Security within the city is very tight. Persons going to markets or churches are closely screened. Metal detecting wands scan each person at churches before entry. If there is any question people are patted down. No packages are allowed inside the church. A Bible is the only thing attendees are allowed to carry with them. The Holy Spirit is the only thing that can pass through security unimpeded. That Spirit seems to be present in abundance as churches are growing under the pressure.
Updates are coming in. Today (Sunday) Maiduguri was being attacked by Boko Haram from three directions. In the east they were 30 kilometers away; in the north, 130 kilometers away; and in the west, 10 kilometers away. People inside Maiduguri said it sounded like shooting was coming from all directions. An EYN pastor in Jos has three children in school in Maiduguri and they were the ones that called with the first reports. The city ordered all people to stay indoors so that the military would know who was attacking. The markets were closed. Latest reports are that the military repelled the attacks against Maiduguri but that a city to the north, with Nigerian military barracks, did fall to the attackers. Clearly Boko Haram wants everyone to think they are everywhere and able to attack successfully wherever they choose.

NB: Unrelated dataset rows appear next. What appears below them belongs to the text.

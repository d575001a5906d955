use crate::*;

use choice_state::{AdapterEvent, ChoiceError, Parcel};
use std::collections::HashMap;
use std::sync::{Arc, Mutex};
use std::vec;
use std::vec::Vec;

#[derive(Debug)]
struct MockHost {
    items: Vec<u64>,
    on_screen: core::ops::Range<usize>,
    views: HashMap<usize, bool>,
    observing: bool,
}

impl MockHost {
    fn new(count: usize, on_screen: core::ops::Range<usize>) -> Self {
        Self {
            items: (0..count as u64).map(|i| 100 + i).collect(),
            on_screen,
            views: HashMap::new(),
            observing: false,
        }
    }

    fn view(&self, position: usize) -> Option<bool> {
        self.views.get(&position).copied()
    }
}

impl ChoiceHost for MockHost {
    fn item_count(&self) -> usize {
        self.items.len()
    }

    fn item_id(&self, position: usize) -> ItemId {
        self.items[position]
    }

    fn set_view_checked(&mut self, position: usize, checked: bool) {
        if self.on_screen.contains(&position) {
            self.views.insert(position, checked);
        }
    }

    fn refresh_on_screen_views(&mut self, is_checked: &dyn Fn(usize) -> bool) {
        for position in self.on_screen.clone() {
            if position < self.items.len() {
                self.views.insert(position, is_checked(position));
            }
        }
    }

    fn register_observer(&mut self) {
        self.observing = true;
    }

    fn unregister_observer(&mut self) {
        self.observing = false;
    }
}

#[derive(Clone, Debug, PartialEq, Eq)]
enum Call {
    Enter,
    Exit,
    Item(usize, ItemId, bool),
    Items,
}

#[derive(Clone, Default)]
struct Recorder(Arc<Mutex<Vec<Call>>>);

impl Recorder {
    fn take(&self) -> Vec<Call> {
        core::mem::take(&mut *self.0.lock().unwrap())
    }

    fn push(&self, call: Call) {
        self.0.lock().unwrap().push(call);
    }
}

impl ChoiceModeListener for Recorder {
    fn on_enter_choice_mode(&self) {
        self.push(Call::Enter);
    }

    fn on_exit_choice_mode(&self) {
        self.push(Call::Exit);
    }

    fn on_item_checked_state_changed(&self, position: usize, id: ItemId, checked: bool) {
        self.push(Call::Item(position, id, checked));
    }

    fn on_items_checked_state_changed(&self) {
        self.push(Call::Items);
    }
}

fn controller(count: usize) -> (ChoiceController<MockHost>, Recorder) {
    let recorder = Recorder::default();
    let options = ChoiceModeOptions::new().with_listener(Some(recorder.clone()));
    let c = ChoiceController::with_host(MockHost::new(count, 0..5), options);
    (c, recorder)
}

fn host(c: &ChoiceController<MockHost>) -> &MockHost {
    c.host().unwrap()
}

#[test]
fn enter_requires_a_host() {
    let mut c = ChoiceController::<MockHost>::new(ChoiceModeOptions::new());
    assert_eq!(c.enter_choice_mode(), Err(ChoiceModeError::NoHost));
    assert!(!c.is_in_choice_mode());
}

#[test]
fn enter_registers_observer_and_rejects_reentry() {
    let (mut c, rec) = controller(10);
    c.enter_choice_mode().unwrap();
    assert!(c.is_in_choice_mode());
    assert!(host(&c).observing);
    assert_eq!(c.checked_item_count(), Ok(0));

    assert_eq!(
        c.enter_choice_mode(),
        Err(ChoiceModeError::AlreadyInChoiceMode)
    );
    assert_eq!(rec.take(), vec![Call::Enter]);
}

#[test]
fn choice_operations_require_choice_mode() {
    let (mut c, rec) = controller(10);
    let off = Err(ChoiceModeError::NotInChoiceMode);
    assert_eq!(c.set_item_checked(1, true), off);
    assert_eq!(c.toggle_item_checked(1), off);
    assert_eq!(c.check_all(), off);
    assert_eq!(c.is_item_checked(1), Err(ChoiceModeError::NotInChoiceMode));
    assert_eq!(
        c.checked_item_positions(),
        Err(ChoiceModeError::NotInChoiceMode)
    );
    assert_eq!(c.checked_item_count(), Err(ChoiceModeError::NotInChoiceMode));
    assert!(c.choice_state().is_none());
    assert!(rec.take().is_empty());
}

#[test]
fn set_item_checked_validates_range() {
    let (mut c, _rec) = controller(10);
    c.enter_choice_mode().unwrap();
    assert_eq!(
        c.set_item_checked(10, true),
        Err(ChoiceModeError::OutOfRange {
            position: 10,
            count: 10
        })
    );
    assert_eq!(c.checked_item_count(), Ok(0));
}

#[test]
fn set_item_checked_updates_view_and_listener_once() {
    let (mut c, rec) = controller(10);
    c.enter_choice_mode().unwrap();
    rec.take();

    c.set_item_checked(3, true).unwrap();
    c.set_item_checked(3, true).unwrap();
    // Off-screen positions are tracked but have no view.
    c.set_item_checked(7, true).unwrap();

    assert_eq!(c.checked_item_positions(), Ok(vec![3, 7]));
    assert_eq!(host(&c).view(3), Some(true));
    assert_eq!(host(&c).view(7), None);
    assert_eq!(
        rec.take(),
        vec![Call::Item(3, 103, true), Call::Item(7, 107, true)]
    );

    c.set_item_checked(3, false).unwrap();
    c.set_item_checked(3, false).unwrap();
    assert_eq!(host(&c).view(3), Some(false));
    assert_eq!(rec.take(), vec![Call::Item(3, 103, false)]);
}

#[test]
fn toggle_flips_checked_state() {
    let (mut c, _rec) = controller(4);
    c.enter_choice_mode().unwrap();
    c.toggle_item_checked(2).unwrap();
    assert_eq!(c.is_item_checked(2), Ok(true));
    c.toggle_item_checked(2).unwrap();
    assert_eq!(c.is_item_checked(2), Ok(false));
    assert_eq!(
        c.toggle_item_checked(4),
        Err(ChoiceModeError::OutOfRange {
            position: 4,
            count: 4
        })
    );
}

#[test]
fn check_all_skips_checked_items_and_refreshes_views() {
    let (mut c, rec) = controller(7);
    c.enter_choice_mode().unwrap();
    c.set_item_checked(2, true).unwrap();
    rec.take();

    c.check_all().unwrap();
    assert_eq!(c.checked_item_positions(), Ok((0..7).collect::<Vec<_>>()));
    let expected: Vec<Call> = [0usize, 1, 3, 4, 5, 6]
        .into_iter()
        .map(|p| Call::Item(p, 100 + p as u64, true))
        .collect();
    assert_eq!(rec.take(), expected);
    for p in 0..5 {
        assert_eq!(host(&c).view(p), Some(true));
    }
}

#[test]
fn notify_follows_insertions_and_refreshes_views() {
    let (mut c, rec) = controller(10);
    c.enter_choice_mode().unwrap();
    c.set_item_checked(1, true).unwrap();
    c.set_item_checked(4, true).unwrap();
    rec.take();

    c.host_mut().unwrap().items.insert(0, 999);
    let changed = c
        .notify(AdapterEvent::ItemRangeInserted { start: 0, count: 1 })
        .unwrap();
    assert!(changed);
    assert_eq!(c.checked_item_positions(), Ok(vec![2, 5]));

    let views: Vec<Option<bool>> = (0..5).map(|p| host(&c).view(p)).collect();
    assert_eq!(
        views,
        vec![Some(false), Some(false), Some(true), Some(false), Some(false)]
    );
    assert_eq!(rec.take(), vec![Call::Items]);
}

#[test]
fn notify_without_change_is_silent() {
    let (mut c, rec) = controller(10);
    c.enter_choice_mode().unwrap();
    c.set_item_checked(1, true).unwrap();
    rec.take();

    c.host_mut().unwrap().items.push(5000);
    assert_eq!(
        c.notify(AdapterEvent::ItemRangeInserted {
            start: 10,
            count: 1
        }),
        Ok(false)
    );
    assert!(rec.take().is_empty());
}

#[test]
fn notify_outside_choice_mode_is_ignored() {
    let (mut c, rec) = controller(10);
    assert_eq!(c.notify(AdapterEvent::Changed), Ok(false));
    assert_eq!(
        c.notify(AdapterEvent::ItemRangeMoved {
            from: 0,
            to: 3,
            count: 2
        }),
        Ok(false)
    );
    assert!(rec.take().is_empty());
}

#[test]
fn notify_rejects_multi_item_moves() {
    let (mut c, rec) = controller(10);
    c.enter_choice_mode().unwrap();
    c.set_item_checked(1, true).unwrap();
    rec.take();

    assert_eq!(
        c.notify(AdapterEvent::ItemRangeMoved {
            from: 1,
            to: 4,
            count: 2
        }),
        Err(ChoiceModeError::Choice(ChoiceError::UnsupportedMove {
            item_count: 2
        }))
    );
    assert_eq!(c.checked_item_positions(), Ok(vec![1]));
    assert!(rec.take().is_empty());
}

#[test]
fn notify_can_skip_view_refresh() {
    let (mut c, rec) = controller(10);
    c.update_options(|o| o.refresh_views_on_change = false);
    c.enter_choice_mode().unwrap();
    c.set_item_checked(1, true).unwrap();

    assert_eq!(c.notify(AdapterEvent::Changed), Ok(true));
    assert_eq!(c.checked_item_count(), Ok(0));
    // The stale view is left for the host to rebind.
    assert_eq!(host(&c).view(1), Some(true));
    assert_eq!(rec.take().last(), Some(&Call::Items));
}

#[test]
fn exit_clears_checks_and_unchecks_views() {
    let (mut c, rec) = controller(10);
    c.enter_choice_mode().unwrap();
    c.set_item_checked(1, true).unwrap();
    c.set_item_checked(3, true).unwrap();
    rec.take();

    c.exit_choice_mode();
    assert!(!c.is_in_choice_mode());
    assert!(!host(&c).observing);
    assert_eq!(c.choice_state().map(|s| s.checked_count()), Some(0));
    for p in 0..5 {
        assert_eq!(host(&c).view(p), Some(false));
    }
    assert_eq!(rec.take(), vec![Call::Exit]);

    // Leaving twice is harmless.
    c.exit_choice_mode();
    assert!(rec.take().is_empty());

    // Re-entering starts from an empty selection.
    c.enter_choice_mode().unwrap();
    assert_eq!(c.checked_item_positions(), Ok(vec![]));
}

#[test]
fn on_view_attached_syncs_view_state() {
    let (mut c, _rec) = controller(10);
    c.on_view_attached(1);
    assert_eq!(host(&c).view(1), None);

    c.enter_choice_mode().unwrap();
    c.set_item_checked(1, true).unwrap();
    c.host_mut().unwrap().views.clear();
    c.on_view_attached(1);
    c.on_view_attached(2);
    assert_eq!(host(&c).view(1), Some(true));
    assert_eq!(host(&c).view(2), Some(false));
}

#[test]
fn set_host_leaves_choice_mode() {
    let (mut c, rec) = controller(10);
    c.enter_choice_mode().unwrap();
    rec.take();

    let previous = c.set_host(Some(MockHost::new(3, 0..3))).unwrap();
    assert!(!previous.observing);
    assert!(!c.is_in_choice_mode());
    assert_eq!(rec.take(), vec![Call::Exit]);
    assert_eq!(c.host().map(|h| h.item_count()), Some(3));
}

#[test]
fn saved_state_roundtrips_through_parcel_and_restores() {
    let (mut a, _rec_a) = controller(10);
    a.enter_choice_mode().unwrap();
    a.set_item_checked(1, true).unwrap();
    a.set_item_checked(3, true).unwrap();

    let mut parcel = Parcel::new();
    a.save_state().write_to_parcel(&mut parcel).unwrap();
    assert_eq!(parcel.as_slice(), &[1, 2, 1, 3]);

    let mut parcel = Parcel::from_vec(parcel.into_vec());
    let saved = SavedState::read_from_parcel(&mut parcel).unwrap();
    assert!(saved.in_choice_mode);

    let (mut b, rec_b) = controller(10);
    b.restore_state(saved).unwrap();
    assert!(b.is_in_choice_mode());
    assert_eq!(b.checked_item_positions(), Ok(vec![1, 3]));
    assert_eq!(
        rec_b.take(),
        vec![
            Call::Enter,
            Call::Item(1, 101, true),
            Call::Item(3, 103, true)
        ]
    );
    assert_eq!(host(&b).view(1), Some(true));
    assert_eq!(host(&b).view(2), Some(false));
    assert_eq!(host(&b).view(3), Some(true));
}

#[test]
fn saved_state_without_choice_mode() {
    let (c, _rec) = controller(10);
    let saved = c.save_state();
    assert_eq!(saved, SavedState::default());

    let mut parcel = Parcel::new();
    saved.write_to_parcel(&mut parcel).unwrap();
    assert_eq!(parcel.as_slice(), &[0, -1]);

    let (mut other, rec) = controller(10);
    other.restore_state(saved).unwrap();
    assert!(!other.is_in_choice_mode());
    assert!(rec.take().is_empty());
}

#[test]
fn restore_rejects_positions_beyond_item_count() {
    let (mut c, rec) = controller(2);
    let mut state = choice_state::ChoiceState::new();
    state.set_checked(0, true);
    state.set_checked(5, true);
    let saved = SavedState {
        in_choice_mode: true,
        choice_state: Some(state),
    };

    assert_eq!(
        c.restore_state(saved),
        Err(ChoiceModeError::OutOfRange {
            position: 5,
            count: 2
        })
    );
    assert!(!c.is_in_choice_mode());
    assert!(rec.take().is_empty());
}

— Markus Gamache is staff liaison for Ekklesiyar Yan’uwa a Nigeria (EYN, the Church of the Brethren in Nigeria) and is one of the Nigerian church staff working on the cooperative Nigeria Crisis Response effort of EYN, Brethren Disaster Ministries, and the Church of the Brethren. Cliff Kindy is a short-term volunteer serving in Nigeria with Brethren Disaster Ministries. For more see www.brethren.org/nigeriacrisis and the Nigeria blog at https://www.brethren.org/blog/category/nigeria .
3) Summer Bible School helps sponsor cornea transplant for student in Vietnam
By Grace Mishler, assisted by Nguyen Tram
Nam is one of the amazing blind students at Thien An Blind School. He is easy going and optimistic. He was awarded as an excellent student in the first semester of this school year. Every day, he goes to school together with other students and he is a group leader.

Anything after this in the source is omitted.